As shown in Fig. 7, the single-point mutation is performed in the topology encoding Link and the operator encoding Ops of the normal cell \(N_1\), respectively. In the Link, the first bit in \(node_3\) is randomly selected and the corresponding code 0 is mutated to 1. Similarly, in the Ops, the operation code of \(node_4\) is randomly selected, and the original code 5 mutates to 3 (i.e., from Conv 1*7+7*1 to DSConv 3*3), while the target code 3 is not randomly generated, but is obtained by calculating the frequency of occurrence of each operation in the parent population.

Empirical studies

Experimental settings

Benchmark datasets

In the experiments, the benchmark datasets CIFAR10 and CIFAR100 [12] are adopted to evaluate the performance of the proposed AEMONAS and the comparison methods, and these benchmark datasets are widely used in the state-of-the-art NAS algorithms.
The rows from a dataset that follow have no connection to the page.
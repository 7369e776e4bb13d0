use std::path::Path;
use std::time::Duration;
use fieldvault::core::config::Config;
use fieldvault::core::database::Database;
use fieldvault::core::error::ErrorKind;
use fieldvault::core::types::{DataType, DocId, DocKey, DocRef, Document, Field, WordCount};
use fieldvault::schema::schema::TableSchema;
use fieldvault::writer::batch::BatchWriter;
use tempfile::TempDir;

fn test_config(path: &Path) -> Config {
    Config {
        storage_path: path.to_path_buf(),
        segment_capacity: 4,
        string_block_size: 64 * 1024,
        cache_size_mb: 1,
        string_cache_size_mb: 1,
        column_cache_size_mb: 1,
        block_docs_num: 4,
        flush_interval: Duration::from_millis(50),
        workers: 2,
        ..Config::default()
    }
}

fn schema() -> TableSchema {
    TableSchema::new("articles")
        .add_string_field("title", true)
        .add_long_field("views")
}

fn key(s: &str) -> DocRef {
    DocRef::Key(DocKey::from(s))
}

fn article(k: &str, title: &str, views: i64) -> Document {
    Document::new(k)
        .with_field(Field::string("title", title))
        .with_field(Field::long("views", views))
}

#[test]
fn open_without_table_fails() {
    let dir = TempDir::new().unwrap();
    let err = Database::open(test_config(dir.path())).err().unwrap();
    assert_eq!(err.kind, ErrorKind::InvalidState);
}

#[test]
fn second_writer_is_locked_out() {
    let dir = TempDir::new().unwrap();
    let db = Database::open_with_schema(schema(), test_config(dir.path())).unwrap();

    let err = Database::open(test_config(dir.path())).err().unwrap();
    assert_eq!(err.kind, ErrorKind::InvalidState);

    db.close().unwrap();
    drop(db);
    assert!(Database::open(test_config(dir.path())).is_ok());
}

#[test]
fn reopen_restores_rows_fields_and_deletions() {
    let dir = TempDir::new().unwrap();
    {
        let db = Database::open_with_schema(schema(), test_config(dir.path())).unwrap();
        db.add_field("author", DataType::String, false).unwrap();

        for i in 0..10 {
            let doc = article(&format!("a{}", i), &format!("title {}", i), i * 100)
                .with_field(Field::string("author", "ann"));
            assert_eq!(db.add_doc(doc).unwrap(), DocId(i as u32));
        }
        let deleted = db.delete_docs(&[DocKey::from("a3"), DocKey::from("missing")]);
        assert_eq!(deleted[0].as_ref().unwrap(), &DocId(3));
        assert_eq!(deleted[1].as_ref().unwrap_err().kind, ErrorKind::DocNotFound);
        db.close().unwrap();
    }

    let db = Database::open(test_config(dir.path())).unwrap();
    let stats = db.stats();
    assert_eq!(stats.doc_count, 10);
    assert_eq!(stats.live_keys, 9);
    assert_eq!(stats.deleted_docs, 1);
    assert_eq!(stats.dynamic_fields, 1);

    let doc = db.get_doc(&key("a7"), &[]).unwrap();
    assert_eq!(
        doc.fields,
        vec![
            Field::string("title", "title 7"),
            Field::long("views", 700),
            Field::string("author", "ann"),
        ]
    );
    assert_eq!(db.get_doc(&key("a3"), &[]).unwrap_err().kind, ErrorKind::DocNotFound);
    assert_eq!(db.get_doc(&DocRef::Id(DocId(3)), &[]).unwrap_err().kind, ErrorKind::DocNotFound);
    assert_eq!(db.field_type("author"), Some(DataType::String));

    assert_eq!(db.add_doc(article("a10", "new", 1)).unwrap(), DocId(10));
}

#[test]
fn deleted_documents_leave_queries() {
    let dir = TempDir::new().unwrap();
    let db = Database::open_with_schema(schema(), test_config(dir.path())).unwrap();

    for (k, words) in [("x", &["rust", "fast"][..]), ("y", &["rust"][..]), ("z", &["rust", "fast"][..])] {
        db.add_doc(article(k, k, 0)).unwrap();
        let counts: Vec<WordCount> = words.iter().map(|w| WordCount::new(w, 1)).collect();
        db.add_texts(&key(k), &counts).unwrap();
    }

    let ids = |words: &[&str]| db.query(words).unwrap();
    assert_eq!(ids(&["rust"]), vec![DocId(0), DocId(1), DocId(2)]);
    assert_eq!(ids(&["rust", "fast"]), vec![DocId(0), DocId(2)]);

    db.delete_docs(&[DocKey::from("x")]);
    assert_eq!(ids(&["rust", "fast"]), vec![DocId(2)]);
    assert_eq!(db.query(&["slow"]).unwrap_err().kind, ErrorKind::TermNotFound);
    assert!(db.query(&[]).unwrap().is_empty());

    // deleted documents take no more text
    let err = db.add_texts(&DocRef::Id(DocId(0)), &[WordCount::new("late", 1)]).unwrap_err();
    assert_eq!(err.kind, ErrorKind::DocNotFound);
}

#[test]
fn texts_must_arrive_in_docid_order() {
    let dir = TempDir::new().unwrap();
    let db = Database::open_with_schema(schema(), test_config(dir.path())).unwrap();
    db.add_docs(&[article("a", "a", 0), article("b", "b", 0)]);

    db.add_texts(&key("b"), &[WordCount::new("w", 2), WordCount::new("w", 1)]).unwrap();
    let err = db.add_texts(&key("a"), &[WordCount::new("w", 1)]).unwrap_err();
    assert_eq!(err.kind, ErrorKind::InvalidInput);

    let stats = db.stats();
    assert_eq!(stats.term_count, 1);
    assert_eq!(stats.indexed_docs, 1);
}

#[test]
fn update_and_get_docs() {
    let dir = TempDir::new().unwrap();
    let db = Database::open_with_schema(schema(), test_config(dir.path())).unwrap();
    db.add_docs(&[article("a", "one", 1), article("b", "two", 2)]);

    db.update_doc(&key("b"), &[Field::long("views", 20)]).unwrap();
    let err = db.update_doc(&key("nope"), &[Field::long("views", 1)]).unwrap_err();
    assert_eq!(err.kind, ErrorKind::DocNotFound);

    let docs = db.get_docs(&[key("a"), key("b"), key("nope")], &["views"]);
    assert_eq!(docs[0].as_ref().unwrap().fields, vec![Field::long("views", 1)]);
    assert_eq!(docs[1].as_ref().unwrap().fields, vec![Field::long("views", 20)]);
    assert_eq!(docs[2].as_ref().unwrap_err().kind, ErrorKind::DocNotFound);
}

#[test]
fn batch_writer_keeps_input_order() {
    let dir = TempDir::new().unwrap();
    let db = Database::open_with_schema(schema(), test_config(dir.path())).unwrap();

    let mut writer = BatchWriter::new(&db, 3);
    for i in 0..7 {
        let k = if i == 4 { String::new() } else { format!("k{}", i) };
        writer.add(article(&k, "t", i));
    }
    let result = writer.finish();

    assert_eq!(result.results.len(), 7);
    assert_eq!(result.success_count(), 6);
    assert_eq!(result.results[4].as_ref().unwrap_err().kind, ErrorKind::Validation);
    assert_eq!(result.docids(), (0..6).map(DocId).collect::<Vec<_>>());
    assert_eq!(db.stats().doc_count, 6);
}

#[test]
fn sync_persists_without_close() {
    let dir = TempDir::new().unwrap();
    let config = test_config(dir.path());
    let db = Database::open_with_schema(schema(), config.clone()).unwrap();
    db.add_docs(&[article("a", "t", 1), article("b", "t", 2)]);
    db.sync().unwrap();

    let stats = db.stats();
    assert_eq!(stats.flushed_size, 0);
    assert_eq!(stats.fixed_fields, 3);
    assert_eq!(stats.name, "articles");
    db.close().unwrap();
    db.close().unwrap();
    drop(db);

    let db = Database::open_with_schema(TableSchema::new("ignored"), config).unwrap();
    assert_eq!(db.table().name(), "articles");
    assert_eq!(db.stats().doc_count, 2);
    let names: Vec<String> = db.all_fields().into_iter().map(|f| f.name).collect();
    assert_eq!(names, vec!["_id", "title", "views"]);
}

#[test]
fn cache_budgets_pass_through_and_memory_is_reported() {
    let dir = TempDir::new().unwrap();
    let db = Database::open_with_schema(schema(), test_config(dir.path())).unwrap();
    assert_eq!(db.cache_size(), (1, 1));

    db.add_docs(&(0..9).map(|i| article(&format!("k{}", i), "t", i)).collect::<Vec<_>>());
    db.get_docs(&(0..9).map(|i| key(&format!("k{}", i))).collect::<Vec<_>>(), &["views"]);
    assert!(db.memory_bytes() > 0);
    assert_eq!(db.stats().memory_bytes, db.memory_bytes());

    db.alter_cache_size(4, 2);
    assert_eq!(db.cache_size(), (4, 2));
    assert_eq!(db.table().cache_size(), (4, 2));
    assert_eq!(
        db.table().field_raw_value(DocId(3), "views").unwrap(),
        3i64.to_ne_bytes().to_vec()
    );
}
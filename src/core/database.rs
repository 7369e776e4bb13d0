use std::slice;
use std::sync::Arc;
use std::sync::atomic::{AtomicBool, Ordering};
use parking_lot::RwLock;
use rayon::prelude::*;
use crate::core::config::Config;
use crate::core::error::{Error, ErrorKind, Result};
use crate::core::stats::TableStats;
use crate::core::types::{DataType, DocId, DocKey, DocRef, Document, Field, WordCount};
use crate::index::inverted::InvertedIndex;
use crate::schema::schema::{FieldDefinition, TableSchema};
use crate::storage::checkpoint::Checkpoint;
use crate::storage::file_lock::FileLock;
use crate::storage::layout::StorageLayout;
use crate::table::{BatchResult, DeletedDocs, DocLiveness, Table};

/// One table directory: rows, dynamic fields, deletions and the keyword
/// retrieval index, held under an exclusive file lock.
pub struct Database {
    config: Config,

    storage: Arc<StorageLayout>,

    table: Table,
    retrieval: RwLock<InvertedIndex>,   // memory only
    deleted: RwLock<DeletedDocs>,

    closed: AtomicBool,
    _lock: FileLock,
}

impl Database {
    /// Open the table at `config.storage_path`, creating it from `schema`
    /// if the directory holds no table yet
    pub fn open_with_schema(schema: TableSchema, config: Config) -> Result<Self> {
        let storage = StorageLayout::new(config.storage_path.clone())?;
        let lock = FileLock::acquire(&storage)?;

        match Checkpoint::load(&storage)? {
            Some(checkpoint) => {
                if checkpoint.schema.name != schema.name {
                    tracing::warn!(
                        stored = %checkpoint.schema.name,
                        requested = %schema.name,
                        "table exists with another name, keeping the stored schema"
                    );
                }
                Self::start(storage, lock, config, checkpoint)
            }
            None => {
                tracing::info!(table = %schema.name, path = ?storage.base_dir, "creating table");
                Self::start(storage, lock, config, Checkpoint::new(schema, 0))
            }
        }
    }

    /// Open an existing table
    pub fn open(config: Config) -> Result<Self> {
        let storage = StorageLayout::new(config.storage_path.clone())?;
        let lock = FileLock::acquire(&storage)?;

        let checkpoint = Checkpoint::load(&storage)?.ok_or_else(|| {
            Error::new(
                ErrorKind::InvalidState,
                format!("no table at {:?}", storage.base_dir),
            )
        })?;
        Self::start(storage, lock, config, checkpoint)
    }

    fn start(storage: StorageLayout, lock: FileLock, config: Config, checkpoint: Checkpoint) -> Result<Self> {
        let table = Table::open(&storage, checkpoint.schema, &config)?;

        let mut deleted = DeletedDocs::load(&storage.deleted_docs_path())?;
        let kept = table.load(checkpoint.doc_count, &deleted)?;
        deleted.retain_below(kept);

        Checkpoint::new(table.schema().clone(), kept).save(&storage)?;

        tracing::info!(
            table = %table.name(),
            docs = kept,
            deleted = deleted.len(),
            last_checkpoint = %checkpoint.timestamp,
            "database ready"
        );

        Ok(Database {
            config,
            storage: Arc::new(storage),
            table,
            retrieval: RwLock::new(InvertedIndex::new()),
            deleted: RwLock::new(deleted),
            closed: AtomicBool::new(false),
            _lock: lock,
        })
    }

    pub fn config(&self) -> &Config {
        &self.config
    }

    pub fn table(&self) -> &Table {
        &self.table
    }

    /// Register a dynamic field
    pub fn add_field(&self, name: &str, data_type: DataType, indexed: bool) -> Result<u8> {
        self.table.add_field(name, data_type, indexed)
    }

    pub fn field_type(&self, name: &str) -> Option<DataType> {
        self.table.field_type(name)
    }

    pub fn all_fields(&self) -> Vec<FieldDefinition> {
        self.table.all_fields()
    }

    pub fn add_doc(&self, doc: Document) -> Result<DocId> {
        let mut result = self.table.batch_add(slice::from_ref(&doc));
        result.results.pop().unwrap_or_else(|| {
            Err(Error::new(ErrorKind::InvalidState, "empty batch result".to_string()))
        })
    }

    pub fn add_docs(&self, docs: &[Document]) -> BatchResult {
        self.table.batch_add(docs)
    }

    fn live_docid(&self, doc: &DocRef) -> Result<DocId> {
        let docid = match doc {
            DocRef::Key(key) => self.table.docid_of(key).ok_or_else(|| {
                Error::new(ErrorKind::DocNotFound, format!("key {} not found", key))
            })?,
            DocRef::Id(docid) => *docid,
        };
        if docid.value() >= self.table.doc_count() || self.deleted.read().is_deleted(docid.value()) {
            return Err(Error::new(ErrorKind::DocNotFound, format!("docid {} not found", docid)));
        }
        Ok(docid)
    }

    /// Feed the words of a document to the retrieval index. Documents must
    /// be indexed in docid order per word.
    pub fn add_texts(&self, doc: &DocRef, words: &[WordCount]) -> Result<DocId> {
        let docid = self.live_docid(doc)?;
        self.retrieval.write().index(docid, words)?;
        Ok(docid)
    }

    pub fn update_doc(&self, doc: &DocRef, fields: &[Field]) -> Result<()> {
        let docid = self.live_docid(doc)?;
        self.table.update(docid, fields)
    }

    /// Delete by key. Rows stay on disk; the docid is marked deleted.
    pub fn delete_docs(&self, keys: &[DocKey]) -> Vec<Result<DocId>> {
        let results: Vec<Result<DocId>> = keys.iter().map(|key| self.table.delete(key)).collect();

        let mut deleted = self.deleted.write();
        for docid in results.iter().flatten() {
            deleted.mark(docid.value());
        }
        results
    }

    pub fn get_doc(&self, doc: &DocRef, fields: &[&str]) -> Result<Document> {
        let docid = self.live_docid(doc)?;
        self.table.get_doc(&DocRef::Id(docid), fields)
    }

    pub fn get_docs(&self, docs: &[DocRef], fields: &[&str]) -> Vec<Result<Document>> {
        docs.par_iter().map(|doc| self.get_doc(doc, fields)).collect()
    }

    /// Live docids containing every word, ascending
    pub fn query(&self, words: &[&str]) -> Result<Vec<DocId>> {
        let hits = self.retrieval.read().query(words)?;
        let deleted = self.deleted.read();
        Ok(hits.into_iter().filter(|d| !deleted.is_deleted(d.value())).collect())
    }

    /// Persist rows, dynamic fields, deletions and the checkpoint
    pub fn sync(&self) -> Result<()> {
        self.table.sync()?;
        self.deleted.read().save(&self.storage.deleted_docs_path())?;
        Checkpoint::new(self.table.schema().clone(), self.table.doc_count()).save(&self.storage)?;
        tracing::debug!(table = %self.table.name(), docs = self.table.doc_count(), "synced");
        Ok(())
    }

    pub fn close(&self) -> Result<()> {
        if self.closed.swap(true, Ordering::AcqRel) {
            return Ok(());
        }
        self.sync()?;
        self.table.close()?;
        tracing::info!(table = %self.table.name(), "closed");
        Ok(())
    }

    /// Row and string cache budgets in MiB
    pub fn cache_size(&self) -> (usize, usize) {
        self.table.cache_size()
    }

    pub fn alter_cache_size(&self, cache_size_mb: usize, string_cache_size_mb: usize) {
        self.table.alter_cache_size(cache_size_mb, string_cache_size_mb)
    }

    pub fn memory_bytes(&self) -> usize {
        self.table.memory_bytes()
    }

    pub fn stats(&self) -> TableStats {
        let fields = self.table.fields_index();
        let retrieval = self.retrieval.read();
        TableStats {
            name: self.table.name().to_string(),
            doc_count: self.table.doc_count(),
            live_keys: self.table.key_count(),
            deleted_docs: self.deleted.read().len(),
            fixed_fields: self.table.layout().len(),
            dynamic_fields: fields.fields().len(),
            row_width: self.table.layout().width(),
            directory_capacity: fields.capacity(),
            directory_size: fields.size(),
            flushed_size: fields.flushed_size(),
            term_count: retrieval.term_count(),
            indexed_docs: retrieval.doc_count(),
            memory_bytes: self.table.memory_bytes(),
        }
    }
}

impl Drop for Database {
    fn drop(&mut self) {
        if let Err(e) = self.close() {
            tracing::error!(error = %e, "failed to close database");
        }
    }
}
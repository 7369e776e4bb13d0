pub mod row;
pub mod key_map;
pub mod liveness;
pub mod table;

pub use liveness::{AllLive, DeletedDocs, DocLiveness};
pub use table::{BatchResult, Table};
CIFAR-10 is a 10-category RGB color images dataset, which contains 60000 images with the size of 32*32. The categories include cars, aircraft, cats and dogs, etc. CIFAR-100 [12] is an advanced version of CIFAR-10 and has the same format with CIFAR-10. CIFAR-100 also includes 60000 32x32 images, but the category number is 100. Note that each dataset is divided into training set and testing set, which consist of 50000 images and 10000 images, respectively.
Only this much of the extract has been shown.